Private medical college in Telangana, India

Kamineni Institute of Medical Sciences is a private medical college associated with a 1050-bed teaching Hospital located in Narketpally village, Nalgonda District, Telangana state of India on NH65 about 80 kilometers (50 miles) from the city of Hyderabad. The medical college hospital serves rural population in and around Narketpally. Besides local students from the state, students from all over the world come here to pursue Bachelor of Medicine and Bachelor of Surgery (M.B.B.S.) Degree. The college is affiliated to Kaloji Narayana Rao University of Health Sciences and is approved by the Medical Council of India. The medical college is in the process of acquiring Deemed University status.

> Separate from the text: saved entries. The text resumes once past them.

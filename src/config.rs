//! Run configuration.
//!
//! Defaults reproduce the one-off inspection run: the `roboturk` dataset under
//! `data/datasets/openx_embod`, first step of the first episode.

use std::fmt;
use std::path::{Path, PathBuf};
use std::str::FromStr;

use serde::{Deserialize, Serialize};

use crate::error::{PreprocessError, Result};
use crate::instruction::ReplacementTable;
use crate::roboturk::{self, Roboturk};
use crate::StepProcessor;

pub const DEFAULT_DATASET_DIR: &str = "data/datasets/openx_embod";

/// What the driver does with a step the transform rejects.
#[derive(Debug, Clone, Copy, Default, PartialEq, Eq, Serialize, Deserialize)]
#[serde(rename_all = "snake_case")]
pub enum MalformedStepPolicy {
    /// Stop the run with the step's error.
    #[default]
    Abort,
    /// Log a warning, drop the step and keep going.
    Skip,
}

impl FromStr for MalformedStepPolicy {
    type Err = String;

    fn from_str(s: &str) -> Result<Self, Self::Err> {
        match s {
            "abort" => Ok(Self::Abort),
            "skip" => Ok(Self::Skip),
            other => Err(format!(
                "unknown malformed-step policy `{other}` (expected abort or skip)"
            )),
        }
    }
}

impl fmt::Display for MalformedStepPolicy {
    fn fmt(&self, f: &mut fmt::Formatter<'_>) -> fmt::Result {
        f.write_str(match self {
            Self::Abort => "abort",
            Self::Skip => "skip",
        })
    }
}

#[derive(Debug, Clone, Copy, PartialEq, Eq, Serialize, Deserialize)]
#[serde(default)]
pub struct InspectConfig {
    /// Episodes to print.
    pub episodes: usize,
    /// Steps to print per episode.
    pub steps: usize,
}

impl Default for InspectConfig {
    fn default() -> Self {
        Self {
            episodes: 1,
            steps: 1,
        }
    }
}

#[derive(Debug, Clone, PartialEq, Serialize, Deserialize)]
#[serde(default)]
pub struct PreprocessConfig {
    pub dataset_dir: PathBuf,
    pub dataset_name: String,
    pub inspect: InspectConfig,
    pub on_malformed: MalformedStepPolicy,
    /// Replaces the dataset's built-in instruction table when set.
    pub replacements: Option<ReplacementTable>,
}

impl Default for PreprocessConfig {
    fn default() -> Self {
        Self {
            dataset_dir: PathBuf::from(DEFAULT_DATASET_DIR),
            dataset_name: roboturk::DATASET_NAME.to_string(),
            inspect: InspectConfig::default(),
            on_malformed: MalformedStepPolicy::default(),
            replacements: None,
        }
    }
}

impl PreprocessConfig {
    /// Loads a JSON config file; absent keys keep their defaults.
    pub fn from_file(path: impl AsRef<Path>) -> Result<Self> {
        let path = path.as_ref();
        let content =
            std::fs::read_to_string(path).map_err(|err| PreprocessError::Io(err, path.to_owned()))?;
        Ok(serde_json::from_str(&content)?)
    }

    /// Builds the step processor for `dataset_name`.
    pub fn processor(&self) -> Result<Box<dyn StepProcessor>> {
        let processor: Box<dyn StepProcessor> = match self.dataset_name.as_str() {
            roboturk::DATASET_NAME => Box::new(match &self.replacements {
                Some(table) => Roboturk::with_replacements(table.clone()),
                None => Roboturk::new(),
            }),
            other => return Err(PreprocessError::UnknownDataset(other.to_string())),
        };
        Ok(processor)
    }
}
//! Natural-language instruction cleanup.
//!
//! Each dataset supplies a [`ReplacementTable`] that strips its own filename and
//! hash artifacts; [`normalize_instruction`] is the normalization shared by all
//! datasets.

use serde::{Deserialize, Serialize};

use crate::error::{PreprocessError, Result};

/// Ordered literal `(pattern, replacement)` pairs.
///
/// Pairs are applied one after another, each on the output of the previous
/// one, so earlier entries win where patterns overlap.
#[derive(Debug, Clone, Default, PartialEq, Eq, Serialize, Deserialize)]
#[serde(try_from = "Vec<(String, String)>", into = "Vec<(String, String)>")]
pub struct ReplacementTable(Vec<(String, String)>);

impl ReplacementTable {
    pub fn new() -> Self {
        Self::default()
    }

    /// Builds a table from pairs, rejecting empty patterns.
    pub fn from_pairs<I, P, R>(pairs: I) -> Result<Self>
    where
        I: IntoIterator<Item = (P, R)>,
        P: Into<String>,
        R: Into<String>,
    {
        let mut table = Self::new();
        for (pattern, replacement) in pairs {
            table.push(pattern, replacement)?;
        }
        Ok(table)
    }

    /// Builds a table from compile-time literals without validation.
    ///
    /// Every pattern must be non-empty.
    pub(crate) fn from_literals(pairs: &[(&str, &str)]) -> Self {
        debug_assert!(pairs.iter().all(|(pattern, _)| !pattern.is_empty()));
        Self(
            pairs
                .iter()
                .map(|&(pattern, replacement)| (pattern.to_owned(), replacement.to_owned()))
                .collect(),
        )
    }

    pub fn push(
        &mut self,
        pattern: impl Into<String>,
        replacement: impl Into<String>,
    ) -> Result<()> {
        let pattern = pattern.into();
        if pattern.is_empty() {
            return Err(PreprocessError::helper(
                "clean_task_instruction",
                "replacement pattern must not be empty",
            ));
        }
        self.0.push((pattern, replacement.into()));
        Ok(())
    }

    pub fn len(&self) -> usize {
        self.0.len()
    }

    pub fn is_empty(&self) -> bool {
        self.0.is_empty()
    }

    pub fn iter(&self) -> impl Iterator<Item = (&str, &str)> {
        self.0.iter().map(|(p, r)| (p.as_str(), r.as_str()))
    }

    /// Applies every replacement in order.
    pub fn apply(&self, text: &str) -> String {
        self.0
            .iter()
            .fold(text.to_owned(), |acc, (pattern, replacement)| {
                acc.replace(pattern.as_str(), replacement)
            })
    }
}

impl TryFrom<Vec<(String, String)>> for ReplacementTable {
    type Error = PreprocessError;

    fn try_from(pairs: Vec<(String, String)>) -> Result<Self> {
        Self::from_pairs(pairs)
    }
}

impl From<ReplacementTable> for Vec<(String, String)> {
    fn from(table: ReplacementTable) -> Self {
        table.0
    }
}

/// Lower-cases, collapses whitespace runs to one space and trims.
pub fn normalize_instruction(text: &str) -> String {
    text.split_whitespace()
        .map(str::to_lowercase)
        .collect::<Vec<_>>()
        .join(" ")
}

/// Applies `replacements`, then [`normalize_instruction`].
pub fn clean_task_instruction(text: &str, replacements: &ReplacementTable) -> String {
    normalize_instruction(&replacements.apply(text))
}

#[cfg(test)]
mod tests {
    use super::*;

    fn table(pairs: &[(&str, &str)]) -> ReplacementTable {
        ReplacementTable::from_pairs(pairs.iter().copied()).expect("valid table")
    }

    #[test]
    fn replacements_apply_sequentially() {
        // `ab` -> `b` runs first, so the second pass sees its output.
        let t = table(&[("ab", "b"), ("bb", "X")]);
        assert_eq!(t.apply("abb"), "X");

        let reversed = table(&[("bb", "X"), ("ab", "b")]);
        assert_eq!(reversed.apply("abb"), "aX");
    }

    #[test]
    fn empty_pattern_is_rejected() {
        let err = ReplacementTable::from_pairs([("", " ")]).expect_err("empty pattern");
        assert!(matches!(err, PreprocessError::Helper { .. }));
    }

    #[test]
    fn normalize_collapses_and_trims() {
        assert_eq!(normalize_instruction("  Pick up the   BLOCK \n"), "pick up the block");
        assert_eq!(normalize_instruction("   "), "");
    }

    #[test]
    fn clean_runs_table_then_normalizer() {
        let t = table(&[("_", " ")]);
        assert_eq!(clean_task_instruction("Open_the__Drawer_", &t), "open the drawer");
    }

    #[test]
    fn deserializes_from_pair_list() {
        let t: ReplacementTable = serde_json::from_str(r#"[["_", " "], ["-", " "]]"#).unwrap();
        assert_eq!(t.len(), 2);
        assert_eq!(t.iter().next(), Some(("_", " ")));

        let bad = serde_json::from_str::<ReplacementTable>(r#"[["", " "]]"#);
        assert!(bad.is_err());
    }
}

== Inception and growth ==
The first batch of the medical college started in 1999 with 100 students. The college was promoted by Sri Kamineni Suryanarayana - an engineer architect, builder and industrialist as a part of Kamineni Education Society. Since 1999, college has gained popularity because of the successful board results and the increasing patient population due to free surgeries conducted by the hospital. The number of students in a batch increased from 100 to 150 and medical PG courses like General Medicine, General Surgery, Radiology, Obstetrics and Gynecology, Pediatrics, Orthopedics, Psychiatry, ENT, Ophthalmology, etc. have been added subsequently. The medical college also participates in the sports meet conducted by the Dr. NTR University of Health Sciences every two years. In the year 2009, a project called Swasthya09 was initiated by the Kamineni students and staff to provide medical care and health awareness to the rural people.

== Description ==
- The college is equipped with many lecture halls with limited multimedia presentation aids, a 200-seat gallery hall and a 1000-seat auditorium.
- The library called Sahithi is the common library for all the courses which houses recognized text books and books on subjects pertaining to medicine along with scientific journals and papers. A digital library too is provided within the central library, however its use is mostly restricted to students to allow them to focus on their studies. In addition to the Central Library all departments of the institution have their own Mini-Libraries with books of their subjects for the faculty.
- There are five girls' hostels Samhitha, Samskruthi, Samyuktha, Samatha and Sathbhavana [air conditioned] and a boys Samyami Hostel. The hostels are equipped with treated drinking water supply and coolers.
- There are two playgrounds with a common space for cricket, soccer, Hockey, Athletics and courts for basketball, Lawn Tennis and volleyball. Gyms are provided within hostels and study rooms are available on request to the Dean around the library. Staff quarters are provided for families.
- The prize-giving ceremony is held on a day special and important to the institution, known as De-Addiction Day, held in the first week of August each year marking the establishment of a De-Addiction Center in the Kamineni Hospitals.
- Hospital facilities include 12 operation theaters, a post-operative ward, Acute Medical Care Unit, Intensive Coronary Care Unit (ICCU), Respiratory Intensive Care Unit (RICU) besides super specialties like fledged Cardiology & Cardio Thoracic Surgery, Endocrinology, Gastroenterology, Nephrology, Urology, Neurology, Neurosurgery, Pediatric Surgery, Plastic Surgery and Transfusion Medicine departments.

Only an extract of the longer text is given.